Special Issue: Modelling and computational strategies for infectious disease dynamics and ecology of structured populations
Guest Editors
Prof. Rossana Vermiglio
Department of Mathematics and Computer Science, University of Udine, Italy
Email: rossana.vermiglio@uniud.it
Prof. Jordi Ripoll
Department of Computer Science, Applied Mathematics and Statistics University of Girona, Spain
Email: jripoll@imae.udg.edu
Dr. Francesca Scarabel
Department of Mathematics, The University of Manchester, UK
Email: francesca.scarabel@manchester.ac.uk
Manuscript Topics
Mathematical modelling has been extensively used to study the spread of infectious diseases and the ecology of interacting populations as well as assess intervention strategies, and a variety of different modelling techniques has been proposed to describe the different aspects of the epidemic and the populations. Among these, structured population models are often used to capture the intrinsic heterogeneities of the individuals. Individual structuring variables can be for instance chronological age, size or length, time since infection, immunity level, viral load, etc. When these variables evolve continuously in time, the resulting models often generate infinite-dimensional dynamical systems, whose analysis and numerical solution is notably complex.

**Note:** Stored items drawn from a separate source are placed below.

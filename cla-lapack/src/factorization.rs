use cla_core::{ClaError, Matrix, Result, Vector};

/// Tolerance settings for LU factorization.
#[derive(Debug, Clone, Copy, PartialEq)]
pub struct LuConfig {
    /// Relative pivot tolerance. A pivot candidate counts as zero when its
    /// magnitude is at or below `epsilon * max|a_ij|` of the input matrix.
    /// An all-zero matrix is always singular.
    pub epsilon: f64,
}

impl Default for LuConfig {
    fn default() -> Self {
        Self { epsilon: 1e-12 }
    }
}

impl LuConfig {
    pub fn new() -> Self {
        Self::default()
    }

    pub fn with_params(epsilon: f64) -> Self {
        Self { epsilon }
    }
}

// --- Factorization Trait Definition ---
/// A factored square system that can answer solve and inverse queries
/// without refactoring.
pub trait Factorization {
    /// Order of the factored matrix.
    fn dim(&self) -> usize;

    /// Solves `A x = b` for `x`.
    fn solve(&self, b: &Vector) -> Result<Vector>;

    /// Computes `A^-1`.
    fn inverse(&self) -> Result<Matrix>;

    /// Checks that a right-hand side with `len` rows fits this factorization.
    fn validate_rhs(&self, len: usize) -> Result<()> {
        if len != self.dim() {
            return Err(ClaError::DimensionMismatch(format!(
                "Right-hand side length ({}) must match matrix order ({})",
                len,
                self.dim()
            )));
        }
        Ok(())
    }
}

This special issue aims at collecting the latest advances in the mathematical and computational analysis of models for infectious disease spread or ecology of structured populations that can be formulated as integral equations, delay differential equations or partial differential equations. Innovative models and approaches that shed new light into the mechanisms of disease transmission are particularly welcome, as well as numerical approaches for the approximation of the solutions of the initial value problems or of dynamical aspects like endemic steady states and their stability, oscillatory solutions, chaos, and the approximation of important epidemiological and ecological indicators like the reproduction number.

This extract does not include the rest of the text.